Saved data entries
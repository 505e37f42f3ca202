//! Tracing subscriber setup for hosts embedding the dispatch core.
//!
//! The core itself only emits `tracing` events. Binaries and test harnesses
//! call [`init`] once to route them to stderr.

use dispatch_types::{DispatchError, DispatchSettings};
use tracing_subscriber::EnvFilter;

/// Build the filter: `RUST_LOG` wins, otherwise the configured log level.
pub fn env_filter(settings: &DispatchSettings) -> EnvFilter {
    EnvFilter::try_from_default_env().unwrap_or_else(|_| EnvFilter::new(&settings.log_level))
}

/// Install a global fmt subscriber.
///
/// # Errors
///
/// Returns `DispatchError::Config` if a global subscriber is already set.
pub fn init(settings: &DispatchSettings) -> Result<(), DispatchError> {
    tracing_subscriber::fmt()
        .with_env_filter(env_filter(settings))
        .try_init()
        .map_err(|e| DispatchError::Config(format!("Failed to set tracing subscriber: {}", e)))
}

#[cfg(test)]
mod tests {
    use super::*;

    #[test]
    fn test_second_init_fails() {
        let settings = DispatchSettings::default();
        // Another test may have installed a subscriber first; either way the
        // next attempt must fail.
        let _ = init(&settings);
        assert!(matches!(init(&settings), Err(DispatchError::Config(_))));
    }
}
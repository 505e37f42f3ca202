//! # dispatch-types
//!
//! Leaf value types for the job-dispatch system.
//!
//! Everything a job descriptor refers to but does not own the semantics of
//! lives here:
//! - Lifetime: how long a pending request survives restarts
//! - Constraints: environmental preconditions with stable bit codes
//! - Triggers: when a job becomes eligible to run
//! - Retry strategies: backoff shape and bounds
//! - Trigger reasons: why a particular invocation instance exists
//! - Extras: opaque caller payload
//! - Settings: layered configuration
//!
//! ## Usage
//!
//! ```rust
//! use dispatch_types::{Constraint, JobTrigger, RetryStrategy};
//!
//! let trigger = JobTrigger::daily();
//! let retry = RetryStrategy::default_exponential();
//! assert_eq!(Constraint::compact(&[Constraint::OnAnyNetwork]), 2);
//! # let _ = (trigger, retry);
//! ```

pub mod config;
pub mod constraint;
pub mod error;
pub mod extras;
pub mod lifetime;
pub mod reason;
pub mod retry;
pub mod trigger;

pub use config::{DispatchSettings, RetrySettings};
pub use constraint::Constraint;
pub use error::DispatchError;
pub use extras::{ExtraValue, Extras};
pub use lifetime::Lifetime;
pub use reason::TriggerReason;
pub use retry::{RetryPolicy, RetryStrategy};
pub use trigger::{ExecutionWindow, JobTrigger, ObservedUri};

▶ _Problem details_: Scan the entries and show every line in which the word "core" is found.

▶ _Exercise answer_:
//! Tracing subscriber setup for hosts embedding the dispatch core.
//! The core itself only emits `tracing` events. Binaries and test harnesses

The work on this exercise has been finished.